Our lawyers understand the venture capital process and offer clients strategies for negotiating and structuring venture investments. Lawyers in our Venture Capital Practice stay abreast of the evolving standards by which clients evaluate investments and the market terms of venture investments. We believe that a close understanding of the economics and business realities of each deal is critical to efficient deal management and effective representation. We understand the balance between obtaining appropriate terms and cultivating quality, long-term relationships between venture capital investors and the emerging growth in which they invest. We strive to maintain this balance while helping our venture capital investor and emerging growth company clients with the successful completion of their financing transactions.

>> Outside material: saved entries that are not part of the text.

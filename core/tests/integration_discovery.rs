//! Discovery integration tests
//!
//! Startup and on-demand discovery against the simulated mesh, including
//! budget enforcement and the single-flight guards.
//!
//! Run with: cargo test --test integration_discovery

use meshlight_core::discovery::GroupReport;
use meshlight_core::model::LinkStatus;
use meshlight_core::proxy::SessionState;
use meshlight_core::simulator::{Scenario, ScenarioNode, SimulatedMesh};
use meshlight_core::{
    CoreEvent, DiscoveryPhase, HardwareAddress, KeyMaterial, MeshConfig, MeshCore, MeshError,
};
use std::time::Duration;
use tokio::time::Instant;

fn keys() -> KeyMaterial {
    KeyMaterial::new([0x5A; 16], [0xA5; 16], 0)
}

fn hw(last: u8) -> HardwareAddress {
    HardwareAddress::new([0xD4, 0x12, 0x00, 0x00, 0x00, last])
}

fn scenario() -> Scenario {
    Scenario {
        nodes: vec![
            ScenarioNode::new(hw(0x10)).subscribed(&[0xC000]),
            ScenarioNode::new(hw(0x11)).subscribed(&[0xC000, 0xC001]),
            ScenarioNode::new(hw(0x12)).subscribed(&[0xC001]),
        ],
        ..Scenario::default()
    }
}

fn build(mesh: &SimulatedMesh) -> MeshCore {
    MeshCore::builder(MeshConfig::with_identity(0x0001, keys()))
        .simulated(mesh)
        .build()
        .expect("Failed to build core")
}

#[tokio::test(start_paused = true)]
async fn test_groups_confirmed_by_status_windows() {
    let mesh = SimulatedMesh::new(scenario(), &keys()).expect("mesh");
    let core = build(&mesh);

    let report = core.run_startup_discovery(None).await.expect("discovery");
    assert_eq!(
        report.groups,
        vec![
            GroupReport {
                group: 0xC000,
                responders: vec![0x0010, 0x0011],
            },
            GroupReport {
                group: 0xC001,
                responders: vec![0x0011, 0x0012],
            },
        ]
    );
    assert_eq!(report.responders(), 3);

    let registry = core.registry();
    assert_eq!(registry.confirmed_members(0xC000), vec![0x0010, 0x0011]);
    assert_eq!(registry.confirmed_members(0xC001), vec![0x0011, 0x0012]);
    assert_eq!(registry.device(0x0011).expect("device").group, Some(0xC000));
    assert_eq!(registry.device(0x0012).expect("device").group, Some(0xC001));
    assert_eq!(registry.active_discovery_group(), None);
}

#[tokio::test(start_paused = true)]
async fn test_phases_published_in_order() {
    let mesh = SimulatedMesh::new(scenario(), &keys()).expect("mesh");
    let core = build(&mesh);
    let mut events = core.subscribe();

    core.run_startup_discovery(None).await.expect("discovery");

    let mut phases = Vec::new();
    while let Ok(event) = events.try_recv() {
        if let CoreEvent::DiscoveryPhase(phase) = event {
            phases.push(phase);
        }
    }
    assert_eq!(
        phases,
        vec![
            DiscoveryPhase::ScanningForAny,
            DiscoveryPhase::BriefExtraScan,
            DiscoveryPhase::StopScanning,
            DiscoveryPhase::ConnectProxy,
            DiscoveryPhase::SyncMembershipFromDatabase,
            DiscoveryPhase::BurstRescan,
            DiscoveryPhase::PerGroupDiscovery,
            DiscoveryPhase::Done,
        ]
    );
}

#[tokio::test(start_paused = true)]
async fn test_budget_is_enforced() {
    let mesh = SimulatedMesh::new(scenario(), &keys()).expect("mesh");
    let core = build(&mesh);

    let started = Instant::now();
    let report = core
        .run_startup_discovery(Some(Duration::from_secs(1)))
        .await
        .expect("discovery");

    assert!(report.deadline_hit);
    assert!(started.elapsed() <= Duration::from_millis(1_100), "took {:?}", started.elapsed());
    assert_eq!(report.proxy, None);
    assert!(report.groups.is_empty());
    // The run still finishes and marks discovery as done
    assert_eq!(report.phase, DiscoveryPhase::Done);
    assert!(core.discovery_completed());
}

#[tokio::test(start_paused = true)]
async fn test_nothing_advertising() {
    let mut scenario = scenario();
    for node in &mut scenario.nodes {
        node.hidden = true;
    }
    let mesh = SimulatedMesh::new(scenario, &keys()).expect("mesh");
    let core = build(&mesh);

    let started = Instant::now();
    let report = core
        .run_startup_discovery(Some(Duration::from_secs(10)))
        .await
        .expect("discovery");
    assert_eq!(report.devices_found, 0);
    assert_eq!(report.proxy, None);
    assert!(!report.deadline_hit);
    assert_eq!(mesh.connect_attempts(), 0);
    assert!(report.elapsed >= Duration::from_secs(6));
    assert!(started.elapsed() <= Duration::from_secs(10), "took {:?}", started.elapsed());
    assert!(core.discovery_completed());
}

#[tokio::test(start_paused = true)]
async fn test_slow_proxy_connect_is_abandoned_at_deadline() {
    let scenario = Scenario {
        connect_delay_ms: 5_000,
        ..scenario()
    };
    let mesh = SimulatedMesh::new(scenario, &keys()).expect("mesh");
    let core = build(&mesh);

    let started = Instant::now();
    let report = core
        .run_startup_discovery(Some(Duration::from_secs(4)))
        .await
        .expect("discovery");
    assert!(report.deadline_hit);
    assert_eq!(report.proxy, None);
    assert!(started.elapsed() <= Duration::from_millis(4_100), "took {:?}", started.elapsed());
    assert!(mesh.connect_attempts() >= 1);

    // Nothing finishes the abandoned attempt later on
    tokio::time::sleep(Duration::from_secs(30)).await;
    assert_eq!(core.session().state(), SessionState::Disconnected);
    assert_eq!(mesh.connected_proxy(), None);
}

#[tokio::test(start_paused = true)]
async fn test_concurrent_startup_runs_are_rejected() {
    let mesh = SimulatedMesh::new(scenario(), &keys()).expect("mesh");
    let core = build(&mesh);

    let (first, second) = tokio::join!(
        core.run_startup_discovery(None),
        core.run_startup_discovery(None)
    );
    let results = [first, second];
    assert_eq!(results.iter().filter(|r| r.is_ok()).count(), 1);
    assert!(results
        .iter()
        .any(|r| matches!(r, Err(MeshError::AlreadyRunning))));
}

#[tokio::test(start_paused = true)]
async fn test_on_demand_discovery_skips_blind_scan() {
    let mesh = SimulatedMesh::new(scenario(), &keys()).expect("mesh");
    let core = build(&mesh);
    core.run_startup_discovery(None).await.expect("startup");
    let mut events = core.subscribe();

    let report = core.discover_groups().await.expect("on demand");
    assert_eq!(report.groups.len(), 2);
    assert_eq!(report.proxy, Some(hw(0x10)));

    let mut phases = Vec::new();
    while let Ok(event) = events.try_recv() {
        if let CoreEvent::DiscoveryPhase(phase) = event {
            phases.push(phase);
        }
    }
    assert!(!phases.contains(&DiscoveryPhase::ScanningForAny));
    assert!(phases.contains(&DiscoveryPhase::PerGroupDiscovery));
    assert_eq!(mesh.connect_attempts(), 1);
}

#[tokio::test(start_paused = true)]
async fn test_database_outage_still_queries_default_group() {
    let mut scenario = scenario();
    scenario.database_available = false;
    let mesh = SimulatedMesh::new(scenario, &keys()).expect("mesh");
    let core = build(&mesh);

    let report = core.run_startup_discovery(None).await.expect("discovery");
    assert_eq!(report.groups.len(), 1);
    assert_eq!(report.groups[0].group, 0xC000);
    assert_eq!(report.groups[0].responders, vec![0x0010, 0x0011]);
    assert!(core.registry().confirmed_members(0xC001).is_empty());
}

#[tokio::test(start_paused = true)]
async fn test_refresh_statuses_sends_one_get_per_group() {
    let mesh = SimulatedMesh::new(scenario(), &keys()).expect("mesh");
    let core = build(&mesh);

    // Nothing to refresh through before a proxy is up
    assert_eq!(core.refresh_statuses().await.expect("refresh"), 0);

    core.run_startup_discovery(None).await.expect("discovery");
    let before = mesh.client_pdus();
    assert_eq!(core.refresh_statuses().await.expect("refresh"), 2);
    assert_eq!(mesh.client_pdus(), before + 2);
}

#[tokio::test(start_paused = true)]
async fn test_rescan_marks_quiet_devices_absent() {
    let mesh = SimulatedMesh::new(scenario(), &keys()).expect("mesh");
    let core = build(&mesh);
    core.run_startup_discovery(None).await.expect("startup");
    let registry = core.registry();
    assert_eq!(registry.device(0x0012).expect("device").link, LinkStatus::Connected);

    mesh.set_hidden(0x0012, true);
    let report = core.discover_groups().await.expect("on demand");

    // Still a confirmed member, but no longer advertising
    assert_eq!(registry.confirmed_members(0xC001), vec![0x0011, 0x0012]);
    assert_eq!(registry.device(0x0012).expect("device").link, LinkStatus::Absent);
    assert_eq!(registry.device(0x0011).expect("device").link, LinkStatus::Connected);
    assert_eq!(registry.device(0x0010).expect("device").link, LinkStatus::Ready);
    assert_eq!(registry.len(), 3);
    assert_eq!(report.proxy, Some(hw(0x10)));
}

All Stages of the Life Cycle

Through our longstanding history of representation of emerging growth companies, we have developed a solid understanding of the industries in which our emerging growth company clients participate and the specific legal needs of early stage enterprises. As a result, we are uniquely positioned to anticipate issues for fast growing companies, provide practical advice on a cost-efficient basis and help guide emerging growth companies through all phases of their life cycles.

Representative Transactions:

  • Representation of a technology based expedited delivery company in venture capital transactions in excess of $110 million received from national VC funds, its senior and mezzanine credit facilities and general corporate matters.

  • Representation of a clean-tech/waste-to-resource company in multiple rounds of venture capital funding (in excess of $100 million), debt transactions and bolt-on acquisitions.

  • Representation of a marketing technology company in multiple rounds of venture capital funding (in excess of $100 million), senior and mezzanine debt transactions and bolt-on acquisitions.

  • Representation of a data analytics company in multiple rounds of venture capital funding (in excess of
    $75 million), senior and mezzanine debt financings and bolt-on acquisitions.

  • Representation of a technology based expedited delivery company in a $40 million venture capital financing.

  • Representation of sellers in $32 million sale to a private equity sponsored competitor in the plastics manufacturing industry.

  • Representation of a technology company building a cloud computing storage platform in an $11 million venture capital financing.

  • Representation of an electronic health records software provider in a $4.5 million venture capital financing.

  • Representation of a social media based apartment rental company in a $2 million venture capital financing.

  • Representation of over twenty (20) early stage technology companies in angel round and Series A financings ranging from $100,000 to $5 million.